Electrochemical safety limits for clinical stimulation investigated using depth and strip electrodes in the pig brain

Abstract

Abstract Objective. Diagnostic and therapeutic electrical stimulation are increasingly utilized with the rise of neuromodulation devices. However, systematic investigations that depict the practical clinical stimulation paradigms (bipolar, two-electrode configuration) to determine the safety limits are currently lacking. Further, safe charge densities that were classically determined from conical sharp electrodes are generalized for cylindrical (depth) and flat (surface grid) electrodes completely ignoring geometric factors that govern current spreading and trajectories in tissue. Approach. This work reports the first investigations comparing stimulation limits for clinically used electrodes in two mediums: in benchtop experiments in saline and in vivo in a single acute experiment in the pig brain. We experimentally determine the geometric factors, the water electrolysis windows, and the current safety limits from voltage transients, for the sEEG, depth and surface strip electrodes in both mediums.

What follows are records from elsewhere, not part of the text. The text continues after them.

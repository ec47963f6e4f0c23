// SPDX-License-Identifier: PMPL-1.0-or-later
//
// Fuzz target for the JSON grid decoder.
// Run with: cargo +nightly fuzz run fuzz_json_grid

#![no_main]

use haystack_grid::decode_json_grid;
use libfuzzer_sys::fuzz_target;

fuzz_target!(|data: &[u8]| {
    let Ok(value) = serde_json::from_slice::<serde_json::Value>(data) else {
        return;
    };
    if let Ok(grid) = decode_json_grid(&value) {
        for row in grid.rows() {
            assert!(grid.columns().iter().all(|c| row.contains_key(c)));
        }
    }
});
// SPDX-License-Identifier: PMPL-1.0-or-later
// Copyright (c) 2026 Jonathan D.A. Jewell (hyperpolymath) <j.d.a.jewell@open.ac.uk>

//! Watch subscriptions: subscribe, poll for changes, unsubscribe.

use haystack_grid::GridError;
use tracing::debug;

use crate::client::HaystackClient;
use crate::dispatch::Params;
use crate::error::{HaystackError, Result};
use crate::project::{cell, entity_id, meta_text, text};
use crate::types::{WatchPollResult, WatchSubscription, WatchUpdate};

impl HaystackClient {
    /// Open a watch on the points matching `filter`.
    ///
    /// The watch id is taken from the response meta, falling back to a
    /// `watchId` column on the first row.
    ///
    /// # Errors
    ///
    /// [`HaystackError::InvalidGrid`] if the response names no watch id.
    pub async fn watch_subscribe(
        &self,
        filter: &str,
        lease_minutes: u32,
    ) -> Result<WatchSubscription> {
        let params = Params::new()
            .with("filter", filter)
            .with("lease", format!("{lease_minutes}min"));
        let grid = self.execute_operation("watchSub", Some(&params)).await?;

        let watch_id = meta_text(&grid, "watchId")
            .or_else(|| grid.first().and_then(|row| text(row, "watchId")))
            .filter(|id| !id.is_empty())
            .ok_or_else(|| {
                HaystackError::InvalidGrid(GridError::InvalidFormat(
                    "watchSub response carries no watchId".to_string(),
                ))
            })?;
        debug!(watch_id = %watch_id, lease_minutes, "Watch opened");

        Ok(WatchSubscription {
            watch_id,
            filter: filter.to_string(),
            lease_minutes,
        })
    }

    /// Fetch the points of a watch that changed since the last poll.
    pub async fn watch_poll(&self, watch_id: &str) -> Result<WatchPollResult> {
        let params = Params::new().with("watchId", watch_id);
        let grid = self.execute_operation("watchPoll", Some(&params)).await?;

        let updates: Vec<WatchUpdate> = grid
            .rows()
            .iter()
            .map(|row| WatchUpdate {
                id: entity_id(row, "id"),
                cur_val: cell(row, "curVal"),
                cur_status: text(row, "curStatus"),
            })
            .collect();

        Ok(WatchPollResult {
            watch_id: watch_id.to_string(),
            count: updates.len(),
            updates,
        })
    }

    /// Close a watch.
    pub async fn watch_unsubscribe(&self, watch_id: &str) -> Result<()> {
        let params = Params::new().with("watchId", watch_id).with("close", "m:");
        self.execute_operation("watchUnsub", Some(&params)).await?;
        debug!(watch_id, "Watch closed");
        Ok(())
    }
}
// SPDX-License-Identifier: PMPL-1.0-or-later
// Copyright (c) 2026 Jonathan D.A. Jewell (hyperpolymath) <j.d.a.jewell@open.ac.uk>

//! Error types for the Haystack client.
//!
//! All fallible operations in this crate return [`Result<T>`], an alias for
//! `std::result::Result<T, HaystackError>`. Only
//! [`HaystackError::TransportFailure`] with `connect == true` is eligible for
//! the hybrid-mode relay fallback; everything else reaches the caller as is.

use std::time::Duration;

use haystack_grid::GridError;
use thiserror::Error;

/// Error type for Haystack client operations.
#[derive(Error, Debug)]
pub enum HaystackError {
    /// The peer could not be reached or the exchange broke off (refused
    /// connection, DNS failure, TLS handshake, reset).
    #[error("Transport failure: {message}")]
    TransportFailure {
        /// Transport error text.
        message: String,
        /// `true` when no connection was ever established.
        connect: bool,
    },

    /// The peer answered with a non-2xx status.
    #[error("HTTP error ({status}): {body}")]
    HttpStatus {
        /// HTTP status code.
        status: u16,
        /// Response body, verbatim.
        body: String,
    },

    /// The response body was not a decodable grid.
    #[error(transparent)]
    InvalidGrid(#[from] GridError),

    /// An operation that mandates a parameter was called without it.
    #[error("Operation `{operation}` requires parameter `{parameter}`")]
    MissingParameter {
        operation: String,
        parameter: String,
    },

    /// A tool-level argument is out of range or empty.
    #[error("Invalid parameter: {0}")]
    InvalidParameter(String),

    /// The request exceeded the configured timeout.
    #[error("Timeout after {0}ms")]
    Timeout(u64),

    /// The response content type is neither JSON nor Zinc.
    #[error("Unsupported media type `{content_type}`")]
    UnsupportedMediaType {
        /// Content type the peer declared (empty when absent).
        content_type: String,
        /// The raw body, for callers that want to inspect it.
        body: String,
    },

    /// The relay gateway answered `success: false`.
    #[error("Relay rejected operation: {0}")]
    RelayRejected(String),

    /// A JSON envelope did not parse.
    #[error("Serialization error: {0}")]
    Serialization(#[from] serde_json::Error),

    /// The configuration produced an unusable endpoint or HTTP client.
    #[error("Invalid configuration: {0}")]
    InvalidConfig(String),
}

impl HaystackError {
    /// Classify a `reqwest` error, mapping timeouts to [`HaystackError::Timeout`].
    pub(crate) fn from_reqwest(err: reqwest::Error, timeout: Duration) -> Self {
        if err.is_timeout() {
            HaystackError::Timeout(u64::try_from(timeout.as_millis()).unwrap_or(u64::MAX))
        } else {
            HaystackError::TransportFailure {
                message: err.to_string(),
                connect: err.is_connect(),
            }
        }
    }

    /// Whether this is a connection-level failure (peer unreachable).
    pub fn is_connect_failure(&self) -> bool {
        matches!(self, HaystackError::TransportFailure { connect: true, .. })
    }

    /// HTTP status carried by the error, if any.
    pub fn status(&self) -> Option<u16> {
        match self {
            HaystackError::HttpStatus { status, .. } => Some(*status),
            _ => None,
        }
    }
}

/// Crate-level result alias using [`HaystackError`].
pub type Result<T> = std::result::Result<T, HaystackError>;
// SPDX-License-Identifier: PMPL-1.0-or-later
// Copyright (c) 2026 Jonathan D.A. Jewell (hyperpolymath) <j.d.a.jewell@open.ac.uk>

//! Historical trend reads.

use crate::client::HaystackClient;
use crate::dispatch::Params;
use crate::error::Result;
use crate::project::cell;
use crate::types::{HistoryResult, HistorySample};

impl HaystackClient {
    /// Read the history of one point.
    ///
    /// `range` is passed through verbatim: `today`, `yesterday`, a single date
    /// or a `start,end` pair.
    ///
    /// # Errors
    ///
    /// [`HaystackError::MissingParameter`](crate::HaystackError::MissingParameter)
    /// when `point_id` or `range` is blank on a direct connection.
    pub async fn read_history(&self, point_id: &str, range: &str) -> Result<HistoryResult> {
        let params = Params::new().with("id", point_id).with("range", range);
        let grid = self.execute_operation("hisRead", Some(&params)).await?;

        let data: Vec<HistorySample> = grid
            .rows()
            .iter()
            .map(|row| HistorySample {
                ts: cell(row, "ts"),
                val: cell(row, "val"),
            })
            .collect();

        Ok(HistoryResult {
            point_id: point_id.to_string(),
            range: range.to_string(),
            count: data.len(),
            data,
        })
    }
}
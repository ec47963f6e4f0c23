// SPDX-License-Identifier: PMPL-1.0-or-later
// Copyright (c) 2026 Jonathan D.A. Jewell (hyperpolymath) <j.d.a.jewell@open.ac.uk>

//! Haystack client: configuration, transport and response decoding.
//!
//! [`HaystackClient`] is the entry point for all operations. It owns the
//! configuration, the live deployment mode, the failover controller and the
//! pooled transport for the current mode. Typed tool methods (points,
//! history, watches, alarms, ...) are defined as `impl HaystackClient` blocks
//! in their own modules and all go through [`HaystackClient::execute_operation`].

use std::sync::{Arc, RwLock};

use haystack_grid::{Grid, WireFormat};
use reqwest::header::CONTENT_TYPE;
use reqwest::StatusCode;
use tracing::{debug, instrument, warn};

use crate::config::{ConnectionConfig, DeploymentMode};
use crate::dispatch::{self, Encoding, Params, RequestPlan};
use crate::error::{HaystackError, Result};
use crate::failover::FailoverController;
use crate::mode::ModeState;
use crate::relay;
use crate::transport::{check_base_url, resolve_endpoint, Endpoint, Route, Transport};

/// The Haystack client.
///
/// Cheap to share behind an `Arc`; concurrent calls are independent apart
/// from the deployment mode, which may switch once from hybrid to relay.
///
/// # Examples
///
/// ```rust,no_run
/// use haystack_client::{ConnectionConfig, HaystackClient, Params};
///
/// # #[tokio::main]
/// # async fn main() -> haystack_client::Result<()> {
/// let client = HaystackClient::new(ConnectionConfig::local("station.local", 80))?;
/// let params = Params::new().with("filter", "point and temp");
/// let grid = client.execute_operation("read", Some(&params)).await?;
/// println!("{} points", grid.len());
/// # Ok(())
/// # }
/// ```
#[derive(Debug)]
pub struct HaystackClient {
    config: ConnectionConfig,
    mode: Arc<ModeState>,
    failover: FailoverController,
    /// Transport for the mode it was built under; rebuilt when the mode moves.
    transport: RwLock<Option<Arc<Transport>>>,
}

impl HaystackClient {
    // -- Constructors -------------------------------------------------------

    /// Create a client. The endpoint for the initial mode is resolved eagerly
    /// so configuration mistakes surface here rather than on the first call.
    /// A hybrid client also checks the relay it may fail over to.
    ///
    /// # Errors
    ///
    /// Returns [`HaystackError::InvalidConfig`] if an endpoint URL is invalid.
    pub fn new(config: ConnectionConfig) -> Result<Self> {
        if config.mode == DeploymentMode::Hybrid && config.relay_url.is_some() {
            check_base_url(&resolve_endpoint(&config, DeploymentMode::Relay))?;
        }
        let mode = Arc::new(ModeState::new(config.mode));
        let failover = FailoverController::new(Arc::clone(&mode), config.relay_url.is_some());
        let client = Self {
            config,
            mode,
            failover,
            transport: RwLock::new(None),
        };
        client.transport()?;
        Ok(client)
    }

    /// Create a client from `ConnectionConfig::from_env()`.
    pub fn from_env() -> Result<Self> {
        Self::new(ConnectionConfig::from_env())
    }

    // -- Accessors ----------------------------------------------------------

    pub fn config(&self) -> &ConnectionConfig {
        &self.config
    }

    /// The deployment mode currently in effect.
    pub fn mode(&self) -> DeploymentMode {
        self.mode.current()
    }

    /// The endpoint the next call will use.
    pub fn endpoint(&self) -> Endpoint {
        resolve_endpoint(&self.config, self.mode())
    }

    // -- Operations ---------------------------------------------------------

    /// Execute a Haystack operation and decode the response into a [`Grid`].
    ///
    /// In hybrid mode a connection failure switches the client to relay mode
    /// for good and the call is issued once more through the relay; the caller
    /// only sees the second outcome.
    ///
    /// # Errors
    ///
    /// Any [`HaystackError`]; see the variants for when each applies.
    #[instrument(skip(self, params))]
    pub async fn execute_operation(&self, op: &str, params: Option<&Params>) -> Result<Grid> {
        let transport = self.transport()?;
        let result = match self.send(&transport, op, params).await {
            Err(err) if self.failover.should_retry(transport.mode(), &err) => {
                let relay = self.transport()?;
                self.send(&relay, op, params).await
            }
            other => other,
        };

        if let Err(err) = &result {
            warn!(op, error = %err, "Haystack operation failed");
        }
        result
    }

    // -- Internal helpers ---------------------------------------------------

    /// Transport for the current mode, building a new one after a mode change.
    fn transport(&self) -> Result<Arc<Transport>> {
        let mode = self.mode.current();
        if let Ok(slot) = self.transport.read() {
            if let Some(existing) = slot.as_ref().filter(|t| t.mode() == mode) {
                return Ok(Arc::clone(existing));
            }
        }

        let fresh = Arc::new(Transport::connect(&self.config, mode)?);
        debug!(
            mode = %mode,
            base_url = %fresh.endpoint().base_url,
            "Resolved transport"
        );
        if let Ok(mut slot) = self.transport.write() {
            *slot = Some(Arc::clone(&fresh));
        }
        Ok(fresh)
    }

    /// One logical call over one transport, including the single 405 retry.
    async fn send(&self, transport: &Transport, op: &str, params: Option<&Params>) -> Result<Grid> {
        let plan = dispatch::build_request(transport.endpoint(), op, params)?;
        debug!(op, method = %plan.method, url = %plan.url, "Sending Haystack request");

        let mut response = issue(transport, &plan).await?;
        if response.status() == StatusCode::METHOD_NOT_ALLOWED && plan.post_on_405 {
            warn!(op, url = %plan.url, "GET refused with 405, retrying as form POST");
            response = issue(transport, &plan.as_form_post()).await?;
        }

        decode_response(transport, response).await
    }
}

/// Put a request plan on the wire.
async fn issue(transport: &Transport, plan: &RequestPlan) -> Result<reqwest::Response> {
    let builder = transport.http.request(plan.method.clone(), &plan.url);
    let builder = match &plan.encoding {
        Encoding::None => builder,
        Encoding::Query(pairs) => builder.query(pairs),
        Encoding::Form(pairs) => builder.form(pairs),
        Encoding::Json(body) => builder.json(body),
    };

    transport
        .apply_auth(builder)
        .send()
        .await
        .map_err(|e| HaystackError::from_reqwest(e, transport.timeout))
}

/// Turn a response into a grid: non-2xx becomes [`HaystackError::HttpStatus`],
/// relay bodies are unwrapped from their envelope, direct bodies are decoded
/// by content type.
async fn decode_response(transport: &Transport, response: reqwest::Response) -> Result<Grid> {
    let status = response.status();
    let content_type = response
        .headers()
        .get(CONTENT_TYPE)
        .and_then(|v| v.to_str().ok())
        .map(str::to_owned);
    let body = response
        .text()
        .await
        .map_err(|e| HaystackError::from_reqwest(e, transport.timeout))?;

    if !status.is_success() {
        return Err(HaystackError::HttpStatus {
            status: status.as_u16(),
            body,
        });
    }

    match transport.endpoint().route {
        Route::Relay => relay::decode_envelope(&body),
        Route::Direct => match WireFormat::detect(content_type.as_deref(), &body) {
            Some(format) => Ok(format.decode(&body)?),
            None => Err(HaystackError::UnsupportedMediaType {
                content_type: content_type.unwrap_or_default(),
                body,
            }),
        },
    }
}

#[cfg(test)]
mod tests {
    use super::*;

    #[test]
    fn test_new_resolves_initial_endpoint() {
        let client = HaystackClient::new(
            ConnectionConfig::local("station", 8080).with_credentials("admin", "pw"),
        )
        .unwrap();
        assert_eq!(client.mode(), DeploymentMode::Local);
        assert_eq!(client.endpoint().base_url, "http://station:8080/haystack");
        assert_eq!(client.endpoint().route, Route::Direct);
    }

    #[test]
    fn test_new_rejects_invalid_relay_url() {
        let config = ConnectionConfig::relay("not a url");
        assert!(matches!(
            HaystackClient::new(config),
            Err(HaystackError::InvalidConfig(_))
        ));
    }

    #[test]
    fn test_new_rejects_invalid_failover_relay_url() {
        let config = ConnectionConfig::local("station", 8080)
            .with_mode(DeploymentMode::Hybrid)
            .with_relay("not a url", None);
        assert!(matches!(
            HaystackClient::new(config),
            Err(HaystackError::InvalidConfig(msg)) if msg.contains("not a url")
        ));

        let config = ConnectionConfig::local("station", 8080)
            .with_mode(DeploymentMode::Hybrid)
            .with_relay("http://relay:9000", None);
        assert_eq!(HaystackClient::new(config).unwrap().mode(), DeploymentMode::Hybrid);
    }

    #[test]
    fn test_transport_is_reused_until_mode_changes() {
        let config = ConnectionConfig::local("station", 8080)
            .with_mode(DeploymentMode::Hybrid)
            .with_relay("http://relay:9000", Some("tok".into()));
        let client = HaystackClient::new(config).unwrap();

        let first = client.transport().unwrap();
        let second = client.transport().unwrap();
        assert!(Arc::ptr_eq(&first, &second));
        assert_eq!(first.endpoint().route, Route::Direct);

        assert!(client.mode.promote_hybrid_to_relay());
        let third = client.transport().unwrap();
        assert!(!Arc::ptr_eq(&first, &third));
        assert_eq!(third.endpoint().route, Route::Relay);
        assert_eq!(third.endpoint().base_url, "http://relay:9000");
    }
}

Using four-electrode and three-electrode configuration measurements and comprehensive circuit models that accurately depict our measurements, we delineate the various elements of the stimulation medium, including the tissue-electrode interface impedance spectra, the medium impedance and the bias-dependent change in the interface impedance as a function of stimulation parameters. Main results. The results of our systematics studies suggest that safe currents in clinical bipolar stimulation determined in vivo can be as much as 24 times smaller than those determined from benchtop experiments (for depth electrodes at a 1 ms pulse duration). Our detailed circuit modeling attributes this drastic difference in safe limits to the greatly dissimilar electrode/tissue and electrode/saline impedances. Significance. We established the electrochemical safety limits for commonly used clinical electrodes in vivo and revealed by detailied electrochemical modeling how they differ from benchtop evaluation. We argue that electrochemical limits and currents are unique for each electrode, should be measured in vivo according to the protocols established in this work, and should be accounted for while setting the stimulation parameters for clinical applications including for chronic applications.